● Exercise
Only lines holding "optimize" are needed; copy each of them from the data below.

● Records to use
▶
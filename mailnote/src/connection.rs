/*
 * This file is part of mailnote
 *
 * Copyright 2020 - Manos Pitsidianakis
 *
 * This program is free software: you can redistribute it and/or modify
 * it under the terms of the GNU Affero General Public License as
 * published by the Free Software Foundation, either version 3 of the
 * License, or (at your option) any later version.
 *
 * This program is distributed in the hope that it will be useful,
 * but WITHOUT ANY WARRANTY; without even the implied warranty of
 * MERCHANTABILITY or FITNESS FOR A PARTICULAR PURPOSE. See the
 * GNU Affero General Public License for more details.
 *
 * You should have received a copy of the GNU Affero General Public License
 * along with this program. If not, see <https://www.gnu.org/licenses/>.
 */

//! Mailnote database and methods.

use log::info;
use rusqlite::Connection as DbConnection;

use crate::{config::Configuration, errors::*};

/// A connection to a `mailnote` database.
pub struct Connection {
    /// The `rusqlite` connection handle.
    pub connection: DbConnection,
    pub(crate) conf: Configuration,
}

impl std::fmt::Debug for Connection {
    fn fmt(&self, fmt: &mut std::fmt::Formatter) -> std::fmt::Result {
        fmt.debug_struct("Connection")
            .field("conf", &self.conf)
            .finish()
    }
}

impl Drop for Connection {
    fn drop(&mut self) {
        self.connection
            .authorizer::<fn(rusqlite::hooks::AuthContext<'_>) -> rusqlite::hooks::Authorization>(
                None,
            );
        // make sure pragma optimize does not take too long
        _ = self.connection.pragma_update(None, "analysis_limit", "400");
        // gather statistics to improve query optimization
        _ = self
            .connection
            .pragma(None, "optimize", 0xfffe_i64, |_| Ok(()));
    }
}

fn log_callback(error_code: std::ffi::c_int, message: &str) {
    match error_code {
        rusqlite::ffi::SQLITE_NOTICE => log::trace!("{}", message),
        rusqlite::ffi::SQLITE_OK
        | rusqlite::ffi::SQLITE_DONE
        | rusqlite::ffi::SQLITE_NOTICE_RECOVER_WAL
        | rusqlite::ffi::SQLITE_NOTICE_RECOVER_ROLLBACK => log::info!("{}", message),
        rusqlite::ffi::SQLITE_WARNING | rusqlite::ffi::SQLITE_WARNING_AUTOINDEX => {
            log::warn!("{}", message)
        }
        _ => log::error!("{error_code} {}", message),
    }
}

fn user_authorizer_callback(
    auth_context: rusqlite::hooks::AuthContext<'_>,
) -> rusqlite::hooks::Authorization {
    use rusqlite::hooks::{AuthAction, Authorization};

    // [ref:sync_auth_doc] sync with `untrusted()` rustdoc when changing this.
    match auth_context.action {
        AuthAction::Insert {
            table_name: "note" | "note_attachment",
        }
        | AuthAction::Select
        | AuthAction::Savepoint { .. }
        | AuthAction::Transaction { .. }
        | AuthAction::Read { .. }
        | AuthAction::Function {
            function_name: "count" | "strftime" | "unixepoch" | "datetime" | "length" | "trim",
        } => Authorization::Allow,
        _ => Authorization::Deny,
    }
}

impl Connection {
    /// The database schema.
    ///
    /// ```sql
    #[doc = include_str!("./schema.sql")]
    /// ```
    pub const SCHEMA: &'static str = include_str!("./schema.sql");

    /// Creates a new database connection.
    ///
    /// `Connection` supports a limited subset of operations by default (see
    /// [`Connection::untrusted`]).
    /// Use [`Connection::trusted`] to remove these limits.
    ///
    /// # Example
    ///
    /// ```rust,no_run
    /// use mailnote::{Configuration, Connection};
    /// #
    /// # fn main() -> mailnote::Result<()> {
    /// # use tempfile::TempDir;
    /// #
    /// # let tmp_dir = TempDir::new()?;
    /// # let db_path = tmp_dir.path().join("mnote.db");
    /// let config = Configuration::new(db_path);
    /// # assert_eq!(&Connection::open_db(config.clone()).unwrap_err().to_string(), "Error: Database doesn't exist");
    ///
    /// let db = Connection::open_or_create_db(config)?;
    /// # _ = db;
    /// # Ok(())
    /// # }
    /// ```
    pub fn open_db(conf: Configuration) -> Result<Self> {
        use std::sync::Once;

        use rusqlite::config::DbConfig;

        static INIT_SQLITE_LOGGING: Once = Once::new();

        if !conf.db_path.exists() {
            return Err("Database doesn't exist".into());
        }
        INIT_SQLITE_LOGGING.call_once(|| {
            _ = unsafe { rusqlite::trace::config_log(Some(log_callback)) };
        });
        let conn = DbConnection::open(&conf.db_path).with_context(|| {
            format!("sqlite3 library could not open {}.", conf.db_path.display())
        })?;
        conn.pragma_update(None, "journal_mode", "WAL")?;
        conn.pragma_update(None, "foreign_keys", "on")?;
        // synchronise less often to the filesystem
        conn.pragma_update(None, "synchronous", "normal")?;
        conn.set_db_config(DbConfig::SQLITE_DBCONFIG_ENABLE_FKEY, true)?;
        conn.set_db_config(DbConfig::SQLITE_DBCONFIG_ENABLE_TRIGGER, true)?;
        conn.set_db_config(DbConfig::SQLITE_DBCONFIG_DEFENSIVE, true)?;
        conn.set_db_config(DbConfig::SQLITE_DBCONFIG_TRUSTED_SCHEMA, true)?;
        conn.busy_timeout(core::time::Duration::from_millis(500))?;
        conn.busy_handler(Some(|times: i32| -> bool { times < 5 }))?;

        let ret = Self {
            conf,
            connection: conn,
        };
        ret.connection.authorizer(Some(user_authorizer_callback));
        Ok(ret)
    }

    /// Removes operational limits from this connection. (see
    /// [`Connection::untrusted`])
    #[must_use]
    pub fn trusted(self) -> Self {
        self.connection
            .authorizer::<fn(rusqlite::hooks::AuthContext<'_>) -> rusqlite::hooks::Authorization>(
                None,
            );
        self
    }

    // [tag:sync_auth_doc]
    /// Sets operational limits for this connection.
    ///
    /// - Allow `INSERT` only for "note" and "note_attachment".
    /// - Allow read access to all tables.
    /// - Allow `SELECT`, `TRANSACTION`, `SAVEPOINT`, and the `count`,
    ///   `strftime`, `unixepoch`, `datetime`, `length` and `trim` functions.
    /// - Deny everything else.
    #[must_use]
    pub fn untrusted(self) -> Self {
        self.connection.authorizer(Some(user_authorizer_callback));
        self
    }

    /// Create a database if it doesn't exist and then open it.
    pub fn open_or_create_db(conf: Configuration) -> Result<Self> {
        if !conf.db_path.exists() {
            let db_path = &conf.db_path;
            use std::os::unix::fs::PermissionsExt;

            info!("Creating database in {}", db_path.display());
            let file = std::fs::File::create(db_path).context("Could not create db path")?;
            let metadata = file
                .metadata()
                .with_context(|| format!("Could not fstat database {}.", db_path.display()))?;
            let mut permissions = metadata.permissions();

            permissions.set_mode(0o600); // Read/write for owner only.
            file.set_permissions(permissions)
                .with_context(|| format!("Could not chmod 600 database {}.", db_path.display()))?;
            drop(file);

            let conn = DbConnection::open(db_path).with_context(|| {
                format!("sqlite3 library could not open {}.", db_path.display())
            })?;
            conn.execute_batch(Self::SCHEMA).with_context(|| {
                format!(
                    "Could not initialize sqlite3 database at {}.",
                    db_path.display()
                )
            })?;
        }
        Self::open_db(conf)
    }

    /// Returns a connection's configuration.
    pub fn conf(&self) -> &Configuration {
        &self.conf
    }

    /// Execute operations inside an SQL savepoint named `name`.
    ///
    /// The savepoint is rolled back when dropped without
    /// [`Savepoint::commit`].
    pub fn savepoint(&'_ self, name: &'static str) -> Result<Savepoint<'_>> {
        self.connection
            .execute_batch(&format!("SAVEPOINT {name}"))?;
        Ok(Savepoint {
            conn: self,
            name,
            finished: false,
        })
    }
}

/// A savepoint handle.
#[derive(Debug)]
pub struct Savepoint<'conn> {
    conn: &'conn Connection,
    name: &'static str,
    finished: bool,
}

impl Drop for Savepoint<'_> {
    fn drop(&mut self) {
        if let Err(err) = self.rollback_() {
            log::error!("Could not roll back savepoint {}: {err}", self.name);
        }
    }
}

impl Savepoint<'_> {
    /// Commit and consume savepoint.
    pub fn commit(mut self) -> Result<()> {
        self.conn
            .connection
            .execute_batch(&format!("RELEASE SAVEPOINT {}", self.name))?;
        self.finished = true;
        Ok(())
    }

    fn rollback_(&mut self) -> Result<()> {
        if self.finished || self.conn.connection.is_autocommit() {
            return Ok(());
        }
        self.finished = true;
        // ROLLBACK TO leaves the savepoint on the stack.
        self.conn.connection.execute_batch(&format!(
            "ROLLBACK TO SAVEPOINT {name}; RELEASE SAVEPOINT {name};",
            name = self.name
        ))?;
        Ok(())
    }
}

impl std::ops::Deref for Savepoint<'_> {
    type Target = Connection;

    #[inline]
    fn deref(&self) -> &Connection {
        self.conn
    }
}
◀
● Answer
        // make sure pragma optimize does not take too long
            .pragma(None, "optimize", 0xfffe_i64, |_| Ok(()));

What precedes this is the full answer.